Work required:
In the data that follows, count the lines in which the word "ViewParams" occurs, and report that figure alone.

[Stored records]
━━━━━━━━━━

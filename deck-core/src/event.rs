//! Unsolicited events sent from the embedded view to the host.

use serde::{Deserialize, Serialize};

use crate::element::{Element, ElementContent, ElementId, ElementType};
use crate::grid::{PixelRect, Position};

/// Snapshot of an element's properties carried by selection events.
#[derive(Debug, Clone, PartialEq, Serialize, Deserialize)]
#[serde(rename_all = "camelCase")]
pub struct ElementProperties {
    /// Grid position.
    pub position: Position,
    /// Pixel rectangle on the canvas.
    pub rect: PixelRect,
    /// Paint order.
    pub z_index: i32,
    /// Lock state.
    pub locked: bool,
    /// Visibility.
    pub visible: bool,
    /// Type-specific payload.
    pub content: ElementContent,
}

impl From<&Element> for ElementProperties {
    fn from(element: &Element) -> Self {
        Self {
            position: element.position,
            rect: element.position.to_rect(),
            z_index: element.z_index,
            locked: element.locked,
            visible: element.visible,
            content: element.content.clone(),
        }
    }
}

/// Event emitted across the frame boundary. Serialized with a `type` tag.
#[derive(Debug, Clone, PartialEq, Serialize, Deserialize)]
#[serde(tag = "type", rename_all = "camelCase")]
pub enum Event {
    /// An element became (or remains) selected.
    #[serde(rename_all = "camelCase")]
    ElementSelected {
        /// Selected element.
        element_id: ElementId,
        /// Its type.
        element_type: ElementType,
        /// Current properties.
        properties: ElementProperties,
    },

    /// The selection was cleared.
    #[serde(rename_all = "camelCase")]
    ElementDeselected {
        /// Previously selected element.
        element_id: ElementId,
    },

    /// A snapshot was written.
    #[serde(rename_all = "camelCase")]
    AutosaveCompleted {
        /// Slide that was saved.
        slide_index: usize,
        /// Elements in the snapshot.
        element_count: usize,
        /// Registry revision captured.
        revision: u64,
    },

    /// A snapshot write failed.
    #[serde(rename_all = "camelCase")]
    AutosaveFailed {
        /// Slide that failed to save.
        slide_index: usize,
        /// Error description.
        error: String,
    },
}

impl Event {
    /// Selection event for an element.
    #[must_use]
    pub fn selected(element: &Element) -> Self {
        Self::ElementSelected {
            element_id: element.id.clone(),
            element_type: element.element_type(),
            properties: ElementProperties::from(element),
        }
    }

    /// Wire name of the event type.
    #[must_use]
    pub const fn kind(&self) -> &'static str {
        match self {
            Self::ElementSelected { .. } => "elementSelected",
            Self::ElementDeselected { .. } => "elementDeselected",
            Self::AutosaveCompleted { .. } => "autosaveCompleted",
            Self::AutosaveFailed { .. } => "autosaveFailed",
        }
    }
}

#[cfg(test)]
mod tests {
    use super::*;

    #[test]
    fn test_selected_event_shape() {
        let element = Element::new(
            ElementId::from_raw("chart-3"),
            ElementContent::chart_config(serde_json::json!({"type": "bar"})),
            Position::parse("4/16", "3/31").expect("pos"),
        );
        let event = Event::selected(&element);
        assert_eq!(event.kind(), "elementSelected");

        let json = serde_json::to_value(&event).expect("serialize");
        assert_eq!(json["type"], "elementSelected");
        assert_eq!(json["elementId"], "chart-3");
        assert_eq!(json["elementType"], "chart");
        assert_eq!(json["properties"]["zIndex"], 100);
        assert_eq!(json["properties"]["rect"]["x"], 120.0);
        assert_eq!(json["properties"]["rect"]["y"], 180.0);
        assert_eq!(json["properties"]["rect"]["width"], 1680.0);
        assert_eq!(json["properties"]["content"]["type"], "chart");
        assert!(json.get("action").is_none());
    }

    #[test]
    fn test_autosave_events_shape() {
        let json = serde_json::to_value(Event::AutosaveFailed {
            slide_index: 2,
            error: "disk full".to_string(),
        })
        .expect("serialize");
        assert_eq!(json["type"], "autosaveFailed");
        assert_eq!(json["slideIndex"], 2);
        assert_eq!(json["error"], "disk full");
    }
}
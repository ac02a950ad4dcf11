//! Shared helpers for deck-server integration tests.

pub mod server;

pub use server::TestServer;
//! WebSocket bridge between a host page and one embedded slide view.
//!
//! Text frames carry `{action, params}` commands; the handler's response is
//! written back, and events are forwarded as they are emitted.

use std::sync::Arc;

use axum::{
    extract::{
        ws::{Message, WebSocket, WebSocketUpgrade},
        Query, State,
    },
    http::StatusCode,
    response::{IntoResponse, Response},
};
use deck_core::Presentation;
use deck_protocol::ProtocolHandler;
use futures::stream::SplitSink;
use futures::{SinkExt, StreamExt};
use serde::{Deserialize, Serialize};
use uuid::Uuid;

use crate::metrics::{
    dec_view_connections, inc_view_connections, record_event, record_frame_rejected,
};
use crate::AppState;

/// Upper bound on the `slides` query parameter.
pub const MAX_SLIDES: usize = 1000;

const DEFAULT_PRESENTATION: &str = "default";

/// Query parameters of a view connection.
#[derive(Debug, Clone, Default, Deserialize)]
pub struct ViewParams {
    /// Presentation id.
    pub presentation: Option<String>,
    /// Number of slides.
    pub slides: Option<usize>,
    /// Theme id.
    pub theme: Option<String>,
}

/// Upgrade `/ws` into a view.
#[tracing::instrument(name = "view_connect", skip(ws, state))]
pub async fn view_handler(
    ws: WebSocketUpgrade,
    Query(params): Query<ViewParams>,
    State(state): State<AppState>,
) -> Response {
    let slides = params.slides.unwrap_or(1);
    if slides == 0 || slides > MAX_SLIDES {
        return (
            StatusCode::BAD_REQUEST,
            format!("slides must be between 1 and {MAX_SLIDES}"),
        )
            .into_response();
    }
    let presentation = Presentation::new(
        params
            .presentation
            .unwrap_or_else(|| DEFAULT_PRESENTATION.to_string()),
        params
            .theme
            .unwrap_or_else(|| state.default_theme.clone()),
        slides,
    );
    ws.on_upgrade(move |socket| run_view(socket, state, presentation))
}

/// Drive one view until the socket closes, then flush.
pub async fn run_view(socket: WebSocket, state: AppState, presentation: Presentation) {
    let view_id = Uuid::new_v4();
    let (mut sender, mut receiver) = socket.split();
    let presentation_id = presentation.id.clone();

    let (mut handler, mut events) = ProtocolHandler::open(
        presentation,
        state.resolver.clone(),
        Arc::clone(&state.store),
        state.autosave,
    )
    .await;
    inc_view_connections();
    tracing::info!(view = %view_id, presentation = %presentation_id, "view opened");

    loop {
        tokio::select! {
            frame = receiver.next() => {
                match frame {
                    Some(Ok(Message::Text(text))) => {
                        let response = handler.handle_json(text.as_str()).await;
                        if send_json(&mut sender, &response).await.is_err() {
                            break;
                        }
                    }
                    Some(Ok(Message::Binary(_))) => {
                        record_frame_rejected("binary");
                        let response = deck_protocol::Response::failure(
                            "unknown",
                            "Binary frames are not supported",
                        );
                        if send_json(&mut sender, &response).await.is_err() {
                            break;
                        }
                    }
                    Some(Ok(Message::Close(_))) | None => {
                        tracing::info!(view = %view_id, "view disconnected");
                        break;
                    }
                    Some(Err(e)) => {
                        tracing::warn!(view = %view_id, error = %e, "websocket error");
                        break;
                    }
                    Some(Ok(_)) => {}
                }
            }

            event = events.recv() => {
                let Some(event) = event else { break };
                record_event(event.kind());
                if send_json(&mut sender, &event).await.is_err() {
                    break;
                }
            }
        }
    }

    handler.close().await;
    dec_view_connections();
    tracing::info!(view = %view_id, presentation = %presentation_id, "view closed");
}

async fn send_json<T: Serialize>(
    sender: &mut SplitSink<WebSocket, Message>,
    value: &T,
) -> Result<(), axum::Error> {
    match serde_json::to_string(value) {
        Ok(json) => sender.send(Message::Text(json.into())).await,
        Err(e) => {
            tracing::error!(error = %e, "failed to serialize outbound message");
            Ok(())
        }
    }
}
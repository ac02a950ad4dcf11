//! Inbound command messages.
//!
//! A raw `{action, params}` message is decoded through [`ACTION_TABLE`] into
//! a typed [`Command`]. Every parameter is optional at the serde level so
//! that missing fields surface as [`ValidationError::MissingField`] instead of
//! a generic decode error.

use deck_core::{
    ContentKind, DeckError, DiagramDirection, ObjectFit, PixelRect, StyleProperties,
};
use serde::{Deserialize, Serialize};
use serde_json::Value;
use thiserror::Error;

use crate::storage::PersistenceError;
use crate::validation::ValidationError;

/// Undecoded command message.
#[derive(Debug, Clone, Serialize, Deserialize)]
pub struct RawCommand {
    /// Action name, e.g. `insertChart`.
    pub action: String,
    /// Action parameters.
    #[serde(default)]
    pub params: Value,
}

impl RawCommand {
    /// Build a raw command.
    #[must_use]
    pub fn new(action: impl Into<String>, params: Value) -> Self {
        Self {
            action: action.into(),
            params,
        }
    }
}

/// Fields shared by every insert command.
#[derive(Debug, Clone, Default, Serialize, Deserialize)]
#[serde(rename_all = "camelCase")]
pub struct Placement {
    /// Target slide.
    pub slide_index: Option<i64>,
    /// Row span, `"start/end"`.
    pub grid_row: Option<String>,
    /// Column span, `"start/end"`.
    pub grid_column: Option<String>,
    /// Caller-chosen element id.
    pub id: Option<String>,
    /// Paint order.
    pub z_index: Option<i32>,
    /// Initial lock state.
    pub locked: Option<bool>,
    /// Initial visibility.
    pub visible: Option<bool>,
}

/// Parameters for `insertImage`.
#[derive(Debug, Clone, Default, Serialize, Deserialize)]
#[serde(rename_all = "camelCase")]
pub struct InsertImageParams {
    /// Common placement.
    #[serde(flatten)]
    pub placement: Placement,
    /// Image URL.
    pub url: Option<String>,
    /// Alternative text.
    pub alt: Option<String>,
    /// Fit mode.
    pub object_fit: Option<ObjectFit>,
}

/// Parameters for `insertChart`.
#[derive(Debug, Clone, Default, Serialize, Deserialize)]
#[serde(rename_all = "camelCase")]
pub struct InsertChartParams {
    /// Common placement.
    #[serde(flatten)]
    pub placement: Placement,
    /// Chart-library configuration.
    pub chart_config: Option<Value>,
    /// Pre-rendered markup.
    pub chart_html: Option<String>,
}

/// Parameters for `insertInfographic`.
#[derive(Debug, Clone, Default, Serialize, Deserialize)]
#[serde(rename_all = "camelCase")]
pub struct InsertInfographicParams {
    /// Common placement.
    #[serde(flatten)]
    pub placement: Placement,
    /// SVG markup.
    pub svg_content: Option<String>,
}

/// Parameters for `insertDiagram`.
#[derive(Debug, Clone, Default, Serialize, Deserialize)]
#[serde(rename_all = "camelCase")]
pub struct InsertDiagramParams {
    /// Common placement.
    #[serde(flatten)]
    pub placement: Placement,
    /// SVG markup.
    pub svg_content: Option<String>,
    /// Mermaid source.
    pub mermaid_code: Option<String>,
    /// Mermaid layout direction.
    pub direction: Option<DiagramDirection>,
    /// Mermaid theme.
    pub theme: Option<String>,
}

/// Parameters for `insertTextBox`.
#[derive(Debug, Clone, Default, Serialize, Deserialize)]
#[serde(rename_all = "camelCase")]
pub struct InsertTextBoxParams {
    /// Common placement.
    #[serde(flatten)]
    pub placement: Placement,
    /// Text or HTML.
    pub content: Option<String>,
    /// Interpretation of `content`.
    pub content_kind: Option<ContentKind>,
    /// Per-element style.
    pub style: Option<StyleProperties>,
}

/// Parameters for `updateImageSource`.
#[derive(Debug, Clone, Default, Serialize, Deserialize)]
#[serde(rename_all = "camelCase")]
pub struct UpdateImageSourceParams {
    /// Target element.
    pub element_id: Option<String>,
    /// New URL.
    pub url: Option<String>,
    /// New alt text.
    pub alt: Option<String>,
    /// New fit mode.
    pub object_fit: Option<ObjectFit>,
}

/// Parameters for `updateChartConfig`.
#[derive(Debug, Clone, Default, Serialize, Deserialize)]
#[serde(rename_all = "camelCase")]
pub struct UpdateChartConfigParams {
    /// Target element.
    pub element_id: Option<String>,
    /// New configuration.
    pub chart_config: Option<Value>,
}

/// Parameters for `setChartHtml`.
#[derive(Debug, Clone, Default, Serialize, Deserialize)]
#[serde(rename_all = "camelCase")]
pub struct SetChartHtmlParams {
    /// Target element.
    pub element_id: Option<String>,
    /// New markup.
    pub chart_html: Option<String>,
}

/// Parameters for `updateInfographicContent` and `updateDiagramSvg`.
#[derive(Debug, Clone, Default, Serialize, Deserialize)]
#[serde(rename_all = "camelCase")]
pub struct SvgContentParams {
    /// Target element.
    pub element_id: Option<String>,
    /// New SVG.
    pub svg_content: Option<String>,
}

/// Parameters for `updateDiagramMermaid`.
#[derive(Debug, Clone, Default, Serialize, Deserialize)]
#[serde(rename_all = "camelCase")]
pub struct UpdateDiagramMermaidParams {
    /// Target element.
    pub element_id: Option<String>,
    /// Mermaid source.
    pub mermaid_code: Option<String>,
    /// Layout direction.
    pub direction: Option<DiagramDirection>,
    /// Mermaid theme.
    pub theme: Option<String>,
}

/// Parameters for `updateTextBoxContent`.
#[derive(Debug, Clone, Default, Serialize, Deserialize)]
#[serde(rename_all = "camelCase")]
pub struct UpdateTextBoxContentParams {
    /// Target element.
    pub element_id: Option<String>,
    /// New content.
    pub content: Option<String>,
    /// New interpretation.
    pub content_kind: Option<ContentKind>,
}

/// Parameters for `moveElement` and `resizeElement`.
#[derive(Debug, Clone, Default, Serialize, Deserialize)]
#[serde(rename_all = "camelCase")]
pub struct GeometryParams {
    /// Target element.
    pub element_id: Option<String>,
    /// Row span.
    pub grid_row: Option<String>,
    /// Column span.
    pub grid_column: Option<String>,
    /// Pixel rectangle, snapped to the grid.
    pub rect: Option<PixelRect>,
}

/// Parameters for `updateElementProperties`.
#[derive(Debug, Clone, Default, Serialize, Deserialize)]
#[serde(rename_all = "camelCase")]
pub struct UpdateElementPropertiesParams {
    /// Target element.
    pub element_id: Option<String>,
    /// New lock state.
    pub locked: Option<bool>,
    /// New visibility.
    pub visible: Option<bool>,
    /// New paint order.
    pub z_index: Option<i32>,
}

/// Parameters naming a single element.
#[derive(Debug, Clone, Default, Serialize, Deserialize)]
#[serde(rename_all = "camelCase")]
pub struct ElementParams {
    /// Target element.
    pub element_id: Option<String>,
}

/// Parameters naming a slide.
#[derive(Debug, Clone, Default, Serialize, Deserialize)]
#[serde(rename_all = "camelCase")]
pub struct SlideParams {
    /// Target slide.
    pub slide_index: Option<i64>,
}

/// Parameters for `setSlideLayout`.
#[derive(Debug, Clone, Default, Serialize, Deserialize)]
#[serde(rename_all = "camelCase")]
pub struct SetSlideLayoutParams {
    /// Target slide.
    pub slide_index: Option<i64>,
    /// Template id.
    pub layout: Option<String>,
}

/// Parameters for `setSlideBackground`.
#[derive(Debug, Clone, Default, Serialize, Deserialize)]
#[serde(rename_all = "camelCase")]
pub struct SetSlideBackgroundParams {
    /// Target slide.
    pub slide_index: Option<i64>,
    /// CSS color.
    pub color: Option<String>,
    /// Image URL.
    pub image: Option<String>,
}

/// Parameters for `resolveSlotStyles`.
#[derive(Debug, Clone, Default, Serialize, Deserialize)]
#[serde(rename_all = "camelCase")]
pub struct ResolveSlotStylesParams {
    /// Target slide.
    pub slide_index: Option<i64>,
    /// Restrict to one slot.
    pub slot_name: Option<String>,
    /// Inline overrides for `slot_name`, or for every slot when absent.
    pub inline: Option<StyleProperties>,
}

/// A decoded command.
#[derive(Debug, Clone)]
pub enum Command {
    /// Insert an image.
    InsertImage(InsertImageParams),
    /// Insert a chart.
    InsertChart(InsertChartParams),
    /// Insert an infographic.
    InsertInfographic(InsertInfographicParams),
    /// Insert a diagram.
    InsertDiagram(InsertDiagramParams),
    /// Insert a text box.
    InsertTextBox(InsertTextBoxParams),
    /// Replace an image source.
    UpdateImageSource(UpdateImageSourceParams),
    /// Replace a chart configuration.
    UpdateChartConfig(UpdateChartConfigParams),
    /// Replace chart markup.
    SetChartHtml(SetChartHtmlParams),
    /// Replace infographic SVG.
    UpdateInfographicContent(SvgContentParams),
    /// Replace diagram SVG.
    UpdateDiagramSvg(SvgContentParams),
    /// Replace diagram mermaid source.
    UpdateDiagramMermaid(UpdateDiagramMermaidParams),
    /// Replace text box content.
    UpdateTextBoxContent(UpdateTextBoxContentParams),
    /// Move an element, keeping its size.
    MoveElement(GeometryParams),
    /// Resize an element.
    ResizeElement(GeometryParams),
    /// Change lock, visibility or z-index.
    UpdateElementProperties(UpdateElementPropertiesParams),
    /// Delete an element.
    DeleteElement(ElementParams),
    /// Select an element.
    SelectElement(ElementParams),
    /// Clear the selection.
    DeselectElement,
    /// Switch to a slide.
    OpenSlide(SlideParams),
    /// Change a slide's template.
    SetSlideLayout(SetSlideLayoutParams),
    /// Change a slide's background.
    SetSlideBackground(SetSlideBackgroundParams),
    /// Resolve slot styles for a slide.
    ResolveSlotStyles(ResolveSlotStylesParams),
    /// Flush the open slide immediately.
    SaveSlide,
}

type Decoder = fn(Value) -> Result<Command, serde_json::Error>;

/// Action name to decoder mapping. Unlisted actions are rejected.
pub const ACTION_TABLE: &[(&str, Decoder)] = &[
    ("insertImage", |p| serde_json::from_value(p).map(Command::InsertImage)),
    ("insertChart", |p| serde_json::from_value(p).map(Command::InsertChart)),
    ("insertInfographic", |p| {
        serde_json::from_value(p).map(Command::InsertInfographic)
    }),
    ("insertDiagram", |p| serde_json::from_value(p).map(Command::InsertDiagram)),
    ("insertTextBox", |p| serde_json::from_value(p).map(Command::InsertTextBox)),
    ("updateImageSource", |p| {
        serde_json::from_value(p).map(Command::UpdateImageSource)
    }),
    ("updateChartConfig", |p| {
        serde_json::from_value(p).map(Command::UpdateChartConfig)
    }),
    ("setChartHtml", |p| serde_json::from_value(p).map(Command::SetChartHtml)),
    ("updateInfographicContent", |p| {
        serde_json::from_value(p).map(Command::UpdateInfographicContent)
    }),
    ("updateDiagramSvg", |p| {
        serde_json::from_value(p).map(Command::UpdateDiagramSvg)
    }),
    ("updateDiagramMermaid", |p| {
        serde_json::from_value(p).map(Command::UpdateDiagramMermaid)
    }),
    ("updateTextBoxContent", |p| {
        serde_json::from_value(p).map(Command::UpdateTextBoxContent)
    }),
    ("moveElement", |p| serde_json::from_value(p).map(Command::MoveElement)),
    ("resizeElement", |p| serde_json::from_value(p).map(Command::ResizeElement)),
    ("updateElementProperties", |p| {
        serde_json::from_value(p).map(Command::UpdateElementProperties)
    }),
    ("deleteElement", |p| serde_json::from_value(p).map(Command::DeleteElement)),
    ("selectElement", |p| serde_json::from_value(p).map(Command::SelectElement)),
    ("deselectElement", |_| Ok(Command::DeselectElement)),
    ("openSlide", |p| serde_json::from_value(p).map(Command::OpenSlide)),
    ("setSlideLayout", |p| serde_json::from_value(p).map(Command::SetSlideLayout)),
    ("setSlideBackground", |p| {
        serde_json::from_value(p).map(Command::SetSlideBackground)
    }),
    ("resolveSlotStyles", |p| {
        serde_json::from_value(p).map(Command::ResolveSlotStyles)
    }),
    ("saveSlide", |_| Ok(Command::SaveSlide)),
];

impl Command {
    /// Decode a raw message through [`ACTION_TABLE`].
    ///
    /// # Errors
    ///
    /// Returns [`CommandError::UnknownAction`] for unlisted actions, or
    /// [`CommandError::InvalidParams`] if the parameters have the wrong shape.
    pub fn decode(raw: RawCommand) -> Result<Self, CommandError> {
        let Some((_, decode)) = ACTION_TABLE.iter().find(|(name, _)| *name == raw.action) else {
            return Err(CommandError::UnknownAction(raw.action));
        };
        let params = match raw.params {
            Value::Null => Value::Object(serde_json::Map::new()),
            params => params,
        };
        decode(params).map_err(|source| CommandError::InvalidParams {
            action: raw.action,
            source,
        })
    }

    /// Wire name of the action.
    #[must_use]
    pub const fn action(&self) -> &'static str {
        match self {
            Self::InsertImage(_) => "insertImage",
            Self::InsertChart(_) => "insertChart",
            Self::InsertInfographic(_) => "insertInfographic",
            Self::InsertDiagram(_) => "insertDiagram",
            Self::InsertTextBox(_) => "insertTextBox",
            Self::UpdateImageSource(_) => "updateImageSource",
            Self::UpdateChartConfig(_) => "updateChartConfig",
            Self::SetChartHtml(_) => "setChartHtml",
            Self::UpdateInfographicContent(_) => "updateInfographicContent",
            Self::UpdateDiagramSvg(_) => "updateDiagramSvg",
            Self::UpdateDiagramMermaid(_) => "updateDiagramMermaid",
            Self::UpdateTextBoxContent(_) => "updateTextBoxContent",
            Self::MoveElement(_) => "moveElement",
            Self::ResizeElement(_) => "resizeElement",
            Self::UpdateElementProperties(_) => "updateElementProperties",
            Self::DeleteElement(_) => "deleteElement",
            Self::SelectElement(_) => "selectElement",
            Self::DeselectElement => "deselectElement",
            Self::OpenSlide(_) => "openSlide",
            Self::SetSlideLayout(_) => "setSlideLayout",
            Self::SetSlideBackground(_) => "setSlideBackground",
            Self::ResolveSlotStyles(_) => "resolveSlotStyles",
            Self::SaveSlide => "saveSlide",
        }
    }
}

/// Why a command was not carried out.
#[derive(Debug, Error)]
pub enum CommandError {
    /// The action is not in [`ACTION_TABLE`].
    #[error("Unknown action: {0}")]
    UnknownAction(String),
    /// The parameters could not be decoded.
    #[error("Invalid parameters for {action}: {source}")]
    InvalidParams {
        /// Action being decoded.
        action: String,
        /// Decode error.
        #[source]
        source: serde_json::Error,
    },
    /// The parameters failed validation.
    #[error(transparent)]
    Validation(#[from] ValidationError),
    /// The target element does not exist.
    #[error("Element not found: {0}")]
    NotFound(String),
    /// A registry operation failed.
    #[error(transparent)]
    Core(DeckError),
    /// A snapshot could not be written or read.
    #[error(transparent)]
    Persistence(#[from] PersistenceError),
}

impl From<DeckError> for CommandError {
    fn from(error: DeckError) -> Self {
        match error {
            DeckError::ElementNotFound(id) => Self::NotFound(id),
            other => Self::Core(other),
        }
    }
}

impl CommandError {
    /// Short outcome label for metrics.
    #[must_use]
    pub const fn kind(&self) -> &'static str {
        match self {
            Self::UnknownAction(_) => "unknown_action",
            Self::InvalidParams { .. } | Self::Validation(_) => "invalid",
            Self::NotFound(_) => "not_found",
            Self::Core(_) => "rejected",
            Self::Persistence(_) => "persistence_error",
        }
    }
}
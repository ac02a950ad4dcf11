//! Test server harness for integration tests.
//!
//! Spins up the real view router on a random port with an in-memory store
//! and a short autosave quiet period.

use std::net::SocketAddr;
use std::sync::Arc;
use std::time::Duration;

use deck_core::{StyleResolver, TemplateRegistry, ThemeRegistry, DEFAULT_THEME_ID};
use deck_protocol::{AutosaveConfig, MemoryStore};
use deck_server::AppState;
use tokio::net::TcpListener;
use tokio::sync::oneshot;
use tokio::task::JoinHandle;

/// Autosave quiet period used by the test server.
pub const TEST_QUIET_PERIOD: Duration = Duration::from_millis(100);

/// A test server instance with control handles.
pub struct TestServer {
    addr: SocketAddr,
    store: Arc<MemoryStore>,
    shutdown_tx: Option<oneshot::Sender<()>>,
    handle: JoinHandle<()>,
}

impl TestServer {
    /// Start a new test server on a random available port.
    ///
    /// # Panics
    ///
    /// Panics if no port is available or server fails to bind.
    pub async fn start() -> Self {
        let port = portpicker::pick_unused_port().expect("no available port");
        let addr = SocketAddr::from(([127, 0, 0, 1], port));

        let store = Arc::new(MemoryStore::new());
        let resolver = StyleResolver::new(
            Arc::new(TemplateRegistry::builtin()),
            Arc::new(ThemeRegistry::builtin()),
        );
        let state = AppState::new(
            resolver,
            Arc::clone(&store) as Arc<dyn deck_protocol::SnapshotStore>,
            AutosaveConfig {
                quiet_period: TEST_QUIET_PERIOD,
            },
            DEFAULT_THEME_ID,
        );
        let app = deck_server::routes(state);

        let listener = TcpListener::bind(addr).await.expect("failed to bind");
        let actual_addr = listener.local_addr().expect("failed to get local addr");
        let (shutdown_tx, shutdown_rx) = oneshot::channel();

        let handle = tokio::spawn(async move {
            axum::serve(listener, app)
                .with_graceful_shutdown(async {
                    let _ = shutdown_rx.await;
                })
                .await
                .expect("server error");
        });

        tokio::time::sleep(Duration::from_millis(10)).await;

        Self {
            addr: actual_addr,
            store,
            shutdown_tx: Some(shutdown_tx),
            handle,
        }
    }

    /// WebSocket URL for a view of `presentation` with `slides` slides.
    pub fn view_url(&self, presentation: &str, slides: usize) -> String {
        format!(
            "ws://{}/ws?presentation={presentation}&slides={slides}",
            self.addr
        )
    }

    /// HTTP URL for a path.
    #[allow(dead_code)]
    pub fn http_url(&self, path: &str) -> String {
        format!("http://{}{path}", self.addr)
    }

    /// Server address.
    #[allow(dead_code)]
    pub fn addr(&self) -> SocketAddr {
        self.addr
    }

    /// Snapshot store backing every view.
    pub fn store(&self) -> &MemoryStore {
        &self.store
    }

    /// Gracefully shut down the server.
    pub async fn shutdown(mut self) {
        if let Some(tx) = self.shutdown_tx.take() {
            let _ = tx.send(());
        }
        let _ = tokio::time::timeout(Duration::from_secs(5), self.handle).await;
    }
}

━━━━━━━━━━

Result of this task:
2